Prompt:
Count lines holding the string "Debug" in the data that follows. Reply with one number only.

The data:
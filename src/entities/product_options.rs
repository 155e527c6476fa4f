use chrono::{DateTime, Utc};
use sea_orm::entity::prelude::*;

/// 옵션 그룹. values 는 JSON 문자열 배열
#[derive(Clone, Debug, PartialEq, DeriveEntityModel, Eq)]
#[sea_orm(table_name = "product_options")]
pub struct Model {
    #[sea_orm(primary_key)]
    pub id: i64,
    pub product_id: i64,
    pub name: String,
    #[sea_orm(column_type = "JsonBinary")]
    pub values: Json,
    pub sort_order: i32,
    pub created_at: DateTime<Utc>,
}

#[derive(Copy, Clone, Debug, EnumIter, DeriveRelation)]
pub enum Relation {}

impl ActiveModelBehavior for ActiveModel {}
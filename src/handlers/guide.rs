use crate::models::*;
use crate::services::GuideService;
use actix_web::{HttpResponse, ResponseError, Result, web};
use serde_json::json;

#[utoipa::path(
    get,
    path = "/guides",
    tag = "guides",
    params(
        ("page" = Option<u32>, Query, description = "페이지"),
        ("per_page" = Option<u32>, Query, description = "페이지당 개수"),
        ("category" = Option<String>, Query, description = "분류"),
        ("is_published" = Option<bool>, Query, description = "게시 여부")
    ),
    security(
        ("bearer_auth" = [])
    ),
    responses(
        (status = 200, description = "가이드 목록")
    )
)]
pub async fn list_guides(
    guide_service: web::Data<GuideService>,
    query: web::Query<CategoryQuery>,
) -> Result<HttpResponse> {
    match guide_service.list(&query).await {
        Ok(response) => Ok(HttpResponse::Ok().json(json!({
            "success": true,
            "data": response
        }))),
        Err(e) => Ok(e.error_response()),
    }
}

#[utoipa::path(
    get,
    path = "/guides/{id}",
    tag = "guides",
    params(("id" = i64, Path, description = "가이드 ID")),
    security(
        ("bearer_auth" = [])
    ),
    responses(
        (status = 200, description = "가이드 상세", body = GuideResponse),
        (status = 404, description = "가이드 없음")
    )
)]
pub async fn get_guide(
    guide_service: web::Data<GuideService>,
    path: web::Path<i64>,
) -> Result<HttpResponse> {
    match guide_service.get(path.into_inner()).await {
        Ok(response) => Ok(HttpResponse::Ok().json(json!({
            "success": true,
            "data": response
        }))),
        Err(e) => Ok(e.error_response()),
    }
}

#[utoipa::path(
    post,
    path = "/guides",
    tag = "guides",
    request_body = CreateGuideRequest,
    security(
        ("bearer_auth" = [])
    ),
    responses(
        (status = 200, description = "가이드 등록", body = GuideResponse),
        (status = 400, description = "요청 파라미터 오류")
    )
)]
pub async fn create_guide(
    guide_service: web::Data<GuideService>,
    request: web::Json<CreateGuideRequest>,
) -> Result<HttpResponse> {
    match guide_service.create(request.into_inner()).await {
        Ok(response) => Ok(HttpResponse::Ok().json(json!({
            "success": true,
            "data": response
        }))),
        Err(e) => Ok(e.error_response()),
    }
}

#[utoipa::path(
    put,
    path = "/guides/{id}",
    tag = "guides",
    params(("id" = i64, Path, description = "가이드 ID")),
    request_body = UpdateGuideRequest,
    security(
        ("bearer_auth" = [])
    ),
    responses(
        (status = 200, description = "가이드 수정", body = GuideResponse),
        (status = 404, description = "가이드 없음")
    )
)]
pub async fn update_guide(
    guide_service: web::Data<GuideService>,
    path: web::Path<i64>,
    request: web::Json<UpdateGuideRequest>,
) -> Result<HttpResponse> {
    match guide_service
        .update(path.into_inner(), request.into_inner())
        .await
    {
        Ok(response) => Ok(HttpResponse::Ok().json(json!({
            "success": true,
            "data": response
        }))),
        Err(e) => Ok(e.error_response()),
    }
}

#[utoipa::path(
    delete,
    path = "/guides/{id}",
    tag = "guides",
    params(("id" = i64, Path, description = "가이드 ID")),
    security(
        ("bearer_auth" = [])
    ),
    responses(
        (status = 200, description = "가이드 삭제", body = DeletedResponse),
        (status = 404, description = "가이드 없음")
    )
)]
pub async fn delete_guide(
    guide_service: web::Data<GuideService>,
    path: web::Path<i64>,
) -> Result<HttpResponse> {
    let id = path.into_inner();
    match guide_service.delete(id).await {
        Ok(()) => Ok(HttpResponse::Ok().json(json!({
            "success": true,
            "data": DeletedResponse { id, deleted: true }
        }))),
        Err(e) => Ok(e.error_response()),
    }
}

pub fn guide_config(cfg: &mut web::ServiceConfig) {
    cfg.service(
        web::scope("/guides")
            .route("", web::get().to(list_guides))
            .route("", web::post().to(create_guide))
            .route("/{id}", web::get().to(get_guide))
            .route("/{id}", web::put().to(update_guide))
            .route("/{id}", web::delete().to(delete_guide)),
    );
}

Answer section:
2